EDIT: Corrected a mistake: First square residuals, then sum them.

This takes about 0.2 sec to run on my machine. As I have many datasets and signal shapes, this is too slow. My specific problem does not allow for typical MCMC methods because the signal shapes are too different. It has to be brute force.

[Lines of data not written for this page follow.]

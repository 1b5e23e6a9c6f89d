use crate::http::status::Status;
use bytes::Bytes;
use std::fs::File;
use std::io::{self, Read, Write};

pub mod compression;
pub mod files;
pub mod handler;
pub mod method;
pub mod middleware;
pub mod mime;
pub mod request;
pub mod server;
pub mod status;

#[derive(Debug)]
pub enum Body {
    Empty,
    Full(Bytes),
    /// Streamed straight from disk; `len` is the size announced in
    /// `Content-Length`.
    File { file: File, len: u64 },
}

impl Body {
    pub fn len(&self) -> Option<u64> {
        match self {
            Body::Empty => None,
            Body::Full(b) => Some(b.len() as u64),
            Body::File { len, .. } => Some(*len),
        }
    }
}

#[derive(Debug)]
pub struct Response {
    pub status: Status,
    pub headers: Vec<(String, String)>,
    pub body: Body,
}

impl Response {
    pub fn from_parts(status: Status, headers: Vec<(String, String)>, body: Body) -> Response {
        Response {
            status,
            headers,
            body,
        }
    }

    pub fn with_header(mut self, k: impl Into<String>, v: impl Into<String>) -> Response {
        self.headers.push((k.into(), v.into()));
        self
    }

    pub fn header(&self, k: &str) -> Option<&str> {
        self.headers
            .iter()
            .find(|(name, _)| name.eq_ignore_ascii_case(k))
            .map(|(_, v)| v.as_str())
    }

    pub fn closes_connection(&self) -> bool {
        self.header("connection")
            .is_some_and(|v| v.eq_ignore_ascii_case("close"))
    }

    /// Writes status line, headers and (unless `include_body` is false)
    /// the body. Returns the number of body bytes written.
    pub fn write_to(self, w: &mut impl Write, include_body: bool) -> io::Result<u64> {
        w.write_all(&serialize_head(&self))?;
        if !include_body {
            return Ok(0);
        }

        match self.body {
            Body::Empty => Ok(0),
            Body::Full(content) => {
                w.write_all(&content)?;
                Ok(content.len() as u64)
            }
            Body::File { file, len } => {
                let copied = io::copy(&mut file.take(len), w)?;
                if copied != len {
                    return Err(io::Error::new(
                        io::ErrorKind::UnexpectedEof,
                        format!("file shrank while sending: {copied} of {len} bytes"),
                    ));
                }
                Ok(copied)
            }
        }
    }
}

pub fn serialize_head(response: &Response) -> Vec<u8> {
    let mut head = Vec::with_capacity(64 + response.headers.len() * 32);

    head.extend(
        format!(
            "HTTP/1.1 {} {}\r\n",
            response.status.code_num, response.status.message
        )
        .as_bytes(),
    );

    for (key, value) in &response.headers {
        head.extend(format!("{}: {}\r\n", key, value).as_bytes());
    }

    if let Some(len) = response.body.len() {
        if response.header("content-length").is_none() {
            head.extend(format!("Content-Length: {}\r\n", len).as_bytes());
        }
    }
    head.extend(b"\r\n");

    head
}

pub fn ok(content_type: &str, content: Bytes) -> Response {
    Response::from_parts(
        Status::OK,
        vec![("Content-Type".to_string(), content_type.to_string())],
        Body::Full(content),
    )
}

/// Small HTML error page. The connection is closed after it is sent.
pub fn error(status: Status, message: &str) -> Response {
    let page = format!(
        "<!DOCTYPE HTML>\n<html lang=\"en\">\n<head>\n<meta charset=\"utf-8\">\n\
         <title>Error response</title>\n</head>\n<body>\n<h1>{} {}</h1>\n<p>{}</p>\n\
         </body>\n</html>\n",
        status.code_num,
        status.message,
        files::html_escape(message)
    );

    Response::from_parts(
        status,
        vec![
            ("Content-Type".to_string(), "text/html;charset=utf-8".to_string()),
            ("Connection".to_string(), "close".to_string()),
        ],
        Body::Full(Bytes::from(page)),
    )
}

pub fn not_found() -> Response {
    error(Status::NOT_FOUND, "File not found")
}

#[cfg(test)]
mod tests {
    use super::*;

    fn render(response: Response, include_body: bool) -> String {
        let mut out = Vec::new();
        response.write_to(&mut out, include_body).unwrap();
        String::from_utf8(out).unwrap()
    }

    #[test]
    fn full_body_gets_content_length() {
        let text = render(ok("text/plain", Bytes::from_static(b"hello")), true);
        assert_eq!(
            text,
            "HTTP/1.1 200 OK\r\nContent-Type: text/plain\r\nContent-Length: 5\r\n\r\nhello"
        );
    }

    #[test]
    fn head_only_keeps_length_but_drops_body() {
        let text = render(ok("text/plain", Bytes::from_static(b"hello")), false);
        assert!(text.ends_with("Content-Length: 5\r\n\r\n"));
    }

    #[test]
    fn explicit_content_length_is_not_duplicated() {
        let response = Response::from_parts(Status::MOVED_PERMANENTLY, Vec::new(), Body::Empty)
            .with_header("Location", "/sub/")
            .with_header("Content-Length", "0");
        let text = render(response, true);
        assert_eq!(text.matches("Content-Length").count(), 1);
        assert!(text.starts_with("HTTP/1.1 301 Moved Permanently\r\n"));
    }

    #[test]
    fn empty_body_has_no_length() {
        let response = Response::from_parts(Status::NOT_MODIFIED, Vec::new(), Body::Empty);
        assert_eq!(render(response, true), "HTTP/1.1 304 Not Modified\r\n\r\n");
    }

    #[test]
    fn file_body_is_streamed() {
        let dir = tempfile::tempdir().unwrap();
        let path = dir.path().join("a.txt");
        std::fs::write(&path, b"from disk").unwrap();
        let file = File::open(&path).unwrap();

        let response = Response::from_parts(Status::OK, Vec::new(), Body::File { file, len: 9 });
        let mut out = Vec::new();
        assert_eq!(response.write_to(&mut out, true).unwrap(), 9);
        assert!(out.ends_with(b"\r\n\r\nfrom disk"));
    }

    #[test]
    fn error_pages_close_and_escape() {
        let response = error(Status::NOT_IMPLEMENTED, "Unsupported method ('<X>')");
        assert!(response.closes_connection());
        assert_eq!(response.header("content-type"), Some("text/html;charset=utf-8"));
        let text = render(response, true);
        assert!(text.contains("501 Not Implemented"));
        assert!(text.contains("&lt;X&gt;"));
    }
}
use crate::config::Config;
use crate::http::method::Method;
use crate::http::status::Status;
use once_cell::sync::Lazy;
use regex::Regex;
use std::collections::HashMap;
use std::io::{self, BufRead, Read};
use std::str::FromStr;
use thiserror::Error;

const MAX_LINE: usize = 65536;
const MAX_HEADERS: usize = 100;

static REQUEST_LINE_RE: Lazy<Regex> = Lazy::new(|| {
    Regex::new(r"^(?P<method>[^\s]+) (?P<target>[^\s]+) HTTP/(?P<major>\d+)\.(?P<minor>\d+)$")
        .unwrap()
});

#[derive(Debug, Error)]
pub enum RequestError {
    #[error("connection error: {0}")]
    Io(#[from] io::Error),
    #[error("Bad request syntax ({0:?})")]
    BadRequestLine(String),
    #[error("Invalid HTTP version ({0})")]
    UnsupportedVersion(String),
    #[error("Request line too long")]
    LineTooLong,
    #[error("Line too long")]
    HeaderTooLong,
    #[error("Too many headers")]
    TooManyHeaders,
    #[error("Bad header line ({0:?})")]
    BadHeader(String),
    #[error("Bad Content-Length ({0:?})")]
    BadContentLength(String),
}

impl RequestError {
    /// Status to answer with, `None` when the connection itself failed.
    pub fn status(&self) -> Option<Status> {
        match self {
            RequestError::Io(_) => None,
            RequestError::UnsupportedVersion(_) => Some(Status::HTTP_VERSION_NOT_SUPPORTED),
            RequestError::LineTooLong => Some(Status::URI_TOO_LONG),
            RequestError::HeaderTooLong | RequestError::TooManyHeaders => {
                Some(Status::HEADER_FIELDS_TOO_LARGE)
            }
            RequestError::BadRequestLine(_)
            | RequestError::BadHeader(_)
            | RequestError::BadContentLength(_) => Some(Status::BAD_REQUEST),
        }
    }
}

#[derive(Debug)]
pub struct Request {
    pub method: Method,
    pub target: String,
    pub version: (u8, u8),
    pub headers: HashMap<String, String>,
}

impl Request {
    pub fn get_header(&self, k: &str) -> Option<&str> {
        self.headers.get(&k.to_lowercase()).map(|v| v.as_str())
    }

    pub fn request_line(&self) -> String {
        format!(
            "{} {} HTTP/{}.{}",
            self.method.as_str(),
            self.target,
            self.version.0,
            self.version.1
        )
    }

    pub fn keep_alive(&self) -> bool {
        if self.get_header("transfer-encoding").is_some() {
            return false;
        }
        let connection = self.get_header("connection").map(|v| v.to_ascii_lowercase());
        match (self.version, connection.as_deref()) {
            (_, Some("close")) => false,
            ((1, 0), Some("keep-alive")) => true,
            ((1, 0), _) => false,
            _ => true,
        }
    }

    /// Reads one request head off `rdr` and discards any
    /// `Content-Length` body. `Ok(None)` means the peer closed the
    /// connection before sending anything.
    pub fn read_from(rdr: &mut impl BufRead) -> Result<Option<Request>, RequestError> {
        let mut raw = Vec::new();
        let first_line = loop {
            let n = read_raw_line(rdr, &mut raw)?;
            if n == 0 {
                return Ok(None);
            }
            if raw.len() > MAX_LINE {
                return Err(RequestError::LineTooLong);
            }
            let line = raw.trim_ascii();
            if !line.is_empty() {
                break String::from_utf8_lossy(line).into_owned();
            }
        };

        let caps = REQUEST_LINE_RE
            .captures(&first_line)
            .ok_or_else(|| RequestError::BadRequestLine(first_line.clone()))?;

        let version = match (caps["major"].parse::<u8>(), caps["minor"].parse::<u8>()) {
            (Ok(1), Ok(minor)) => (1, minor.min(1)),
            (Ok(major), Ok(_)) if major >= 2 => {
                return Err(RequestError::UnsupportedVersion(
                    first_line.rsplit(' ').next().unwrap_or_default().to_string(),
                ));
            }
            _ => return Err(RequestError::BadRequestLine(first_line.clone())),
        };

        // infallible, unknown methods land in `Method::Other`
        let method = Method::from_str(&caps["method"])
            .unwrap_or_else(|_| Method::Other(caps["method"].to_string()));
        let target = caps["target"].to_string();

        let mut headers: HashMap<String, String> = HashMap::new();
        loop {
            let n = read_raw_line(rdr, &mut raw)?;
            if raw.len() > MAX_LINE {
                return Err(RequestError::HeaderTooLong);
            }
            let line = latin1(&raw);
            if n == 0 || line.trim_ascii().is_empty() {
                break;
            }
            if headers.len() >= MAX_HEADERS {
                return Err(RequestError::TooManyHeaders);
            }

            let (k, v) = line
                .trim_ascii()
                .split_once(':')
                .ok_or_else(|| RequestError::BadHeader(line.trim_ascii().to_string()))?;
            // first occurrence wins
            headers
                .entry(k.trim_ascii().to_lowercase())
                .or_insert_with(|| v.trim_ascii().to_string());
        }

        if let Some(value) = headers.get("content-length") {
            let len: u64 = value
                .parse()
                .map_err(|_| RequestError::BadContentLength(value.clone()))?;
            io::copy(&mut rdr.by_ref().take(len), &mut io::sink())?;
        }

        Ok(Some(Request {
            method,
            target,
            version,
            headers,
        }))
    }
}

/// Reads up to `MAX_LINE + 1` bytes through the next `\n` into `buf`.
fn read_raw_line(rdr: &mut impl BufRead, buf: &mut Vec<u8>) -> io::Result<usize> {
    buf.clear();
    rdr.by_ref().take(MAX_LINE as u64 + 1).read_until(b'\n', buf)
}

/// Header bytes are ISO-8859-1, every byte maps to one char.
fn latin1(raw: &[u8]) -> String {
    raw.iter().map(|&b| char::from(b)).collect()
}

/// What a handler sees: the parsed request plus the server's settings.
#[derive(Debug)]
pub struct RequestContext<'a> {
    request: &'a Request,
    config: &'a Config,
}

impl<'a> RequestContext<'a> {
    pub fn new(request: &'a Request, config: &'a Config) -> RequestContext<'a> {
        RequestContext { request, config }
    }

    pub fn get_header(&self, k: &str) -> Option<&str> {
        self.request.get_header(k)
    }

    pub fn request(&self) -> &Request {
        self.request
    }

    pub fn config(&self) -> &Config {
        self.config
    }
}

Typical volumes are 50,000 floats for the data and 100 for the signal. These can vary by a factor of a few.

My tests show that:

The summing of the data numpy.sum(residuals) eats 90% of the time. I tried Python's sum(residuals) and it is faster for small arrays (~<50 elements) and slower for bigger arrays. Should I insert an if condition?
I tried numpy.roll() instead of fetching data directly, and .roll() is slower.

Questions:

Is there a logical improvement for speed-up?
Is there a faster way to sum arrays? I know no C, but if it is much faster I could try that.
Can a GPU help? I have many runs to do. If so, where could I find a code snippet to do this?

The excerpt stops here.